L’Oiseau
Courageux navigateur, j’étais perdu en mer dans une tempête depuis tellement longtemps que je ne me rappelais plus quand ni comment elle avait commencé. Par trois fois au cours de la tempête, mon navire chavira. Par trois fois, par miracle, et aidé de ma persévérance, je réussis à le remettre à flot et continuai à naviguer dans la tempête avec un mât en moins et la cale remplie à moitié, espérant toujours voir un pinceau de soleil dessiner un éclairci à l’horizon qui mènerait mon navire à bon port. Finalement, une déferlante brisa mon navire en deux et je pus, à l’usure des derniers filaments du tissu de mon courage, me construire un radeau de fortune avec les débris et rester à flot, épuisé, toujours dans la tempête.

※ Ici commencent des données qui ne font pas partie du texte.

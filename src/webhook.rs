use std::sync::Arc;

use anyhow::{Context, Result};
use axum::{
    body::Bytes,
    extract::State,
    http::{HeaderMap, StatusCode},
    routing::post,
    Router,
};
use serde::Deserialize;
use tracing::{error, info, warn};

use crate::chatwork::ChatworkId;
use crate::relay::{Outcome, Relay};
use crate::signature::{WebhookVerifier, SIGNATURE_HEADER};

const FAILURE_BODY: &str = "An error occurred while processing the request.";

/// Body of a Chatwork webhook request.
#[derive(Debug, Deserialize)]
pub struct WebhookPayload {
    pub webhook_event: WebhookEvent,
}

/// The message that triggered the webhook.
#[derive(Debug, Clone, Deserialize)]
pub struct WebhookEvent {
    // Account-level `mention_to_me` events name the sender `from_account_id`.
    #[serde(alias = "from_account_id")]
    pub account_id: ChatworkId,
    pub body: String,
    pub room_id: ChatworkId,
}

// Just enough of the payload to identify the sender, so the bot's own
// events are skipped even when the rest of the event is incomplete.
#[derive(Deserialize)]
struct SenderEnvelope {
    webhook_event: Sender,
}

#[derive(Deserialize)]
struct Sender {
    #[serde(alias = "from_account_id")]
    account_id: ChatworkId,
}

#[derive(Clone)]
pub struct AppState {
    relay: Arc<Relay>,
    verifier: Option<Arc<WebhookVerifier>>,
}

impl AppState {
    pub fn new(relay: Relay, verifier: Option<WebhookVerifier>) -> Self {
        Self {
            relay: Arc::new(relay),
            verifier: verifier.map(Arc::new),
        }
    }
}

pub fn router(state: AppState) -> Router {
    Router::new()
        .route("/webhook", post(handle_webhook))
        .with_state(state)
}

/// Serve the webhook endpoint on `addr` until Ctrl-C.
pub async fn run(state: AppState, addr: &str) -> Result<()> {
    let listener = tokio::net::TcpListener::bind(addr)
        .await
        .with_context(|| format!("Failed to bind to {addr}"))?;

    info!("Chatwork bot listening at http://{}", addr);

    axum::serve(listener, router(state))
        .with_graceful_shutdown(async {
            if let Err(e) = tokio::signal::ctrl_c().await {
                error!("Failed to listen for shutdown signal: {}", e);
            }
            info!("Shutting down...");
        })
        .await
        .context("Server error")?;

    Ok(())
}

async fn handle_webhook(
    State(state): State<AppState>,
    headers: HeaderMap,
    body: Bytes,
) -> (StatusCode, &'static str) {
    if let Some(verifier) = &state.verifier {
        let signature = headers
            .get(SIGNATURE_HEADER)
            .and_then(|v| v.to_str().ok())
            .unwrap_or_default();
        if !verifier.verify(&body, signature) {
            warn!("Rejected webhook request with missing or invalid signature");
            return (StatusCode::UNAUTHORIZED, "Invalid webhook signature.");
        }
    }

    if let Ok(envelope) = serde_json::from_slice::<SenderEnvelope>(&body) {
        if state.relay.is_from_bot(&envelope.webhook_event.account_id) {
            info!("Received message from the bot itself. Skipping response.");
            return (StatusCode::OK, Outcome::SkippedOwnMessage.message());
        }
    }

    let payload: WebhookPayload = match serde_json::from_slice(&body) {
        Ok(p) => p,
        Err(e) => {
            warn!("Invalid webhook payload: {}", e);
            return (StatusCode::BAD_REQUEST, "Invalid webhook payload.");
        }
    };

    match state.relay.handle(&payload.webhook_event).await {
        Ok(outcome) => (StatusCode::OK, outcome.message()),
        Err(e) => {
            error!(stage = e.stage(), "An error occurred: {}", e);
            (StatusCode::INTERNAL_SERVER_ERROR, FAILURE_BODY)
        }
    }
}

Puis un jour j’aperçu un oiseau dans le ciel de cette dévastation sans fin. Habitué à la navigation en pleine mer, ce n’était pas la première fois qu’un oiseau dans le ciel ou une faible lueur de soleil derrière les nuages me donnait l’espoir en l’existance même du beau temps après la tempête. Mais cet oiseau-ci, magnifiquement exotique, se posa, doucement et innocemment, sur mon radeau. Je le remarquai à son plumage merveilleux, et à son chant et son allure à la fois fiers et sobrement enchanteurs. Il revint plusieurs fois se poser sur mon radeau et son image me réconfortait en son absence, comme un compagnon impersonnel.
Puis, un jour, à ma grande surprise, il s’approcha et me regarda droit dans les yeux, si près que je crus voir le reflet de mon propre visage dans ses yeux avec, en arrière plan derrière moi sur ce portrait de moi-même, le reflet d’un soleil radieux éclairant une vision d’une île tropicale. Je me retournai pour regarder derrière moi si cette image de fond était réelle ou simplement le fruit de mon délire et de la surprise de ce regard si profond. Je vit alors un rayon de soleil percer les nuages et éclairer, comme dans un rêve, une île au loin. Je ne put m’empêcher de penser que cet oiseau me portait consciemment un message. Mais quand je me retournai vers lui, je le vit s’envoler vers son île. Je me dit alors que cette dernière pensée ne devait être que le fruit de mon délire. Mais je fus tout de même frappé, et je le serai toujours, par le merveilleux irréel de cette coïncidence.
Porté par ce message d’espoir, je trouvai l’énergie et la présence d’esprit de ramer allègrement vers la terre ferme. Finalement je mit pied à terre, et regardai bientôt la tempête continuer son chemin à l’horizon. Plus tard, je me mis à chercher à manger et à boire, à me chercher un abri, et à trouver des matériaux pour me construire un navire et continuer à naviguer. Mais chaque fruit que je mangeai et chaque gorgée d’eau douce que je consommai sur cette île, chaque arbre et chaque liane que j’utilisai pour me reconstruire un navire, j’avais l’impression de les devoir à cet oiseau, et je me surpris à rêver de l’en remercier. Tout en vaquant à mes occupations, je regardai partout dans les arbres, dans le ciel au dessus de moi et à l’horizon, et me prit à trouver tout ce monde plus beau parce que cet oiseau y vivait.
Un soir en m’endormant sous les étoiles, je me rendis compte que ce n’était pas seulement le ciel de cette île qui était particulièrement merveilleux, mais le ciel entier et tous ses horizons, même ceux chargés de nuages, qui étaient maintenant plus beaux qu'auparavant depuis ma rencontre avec cet oiseau.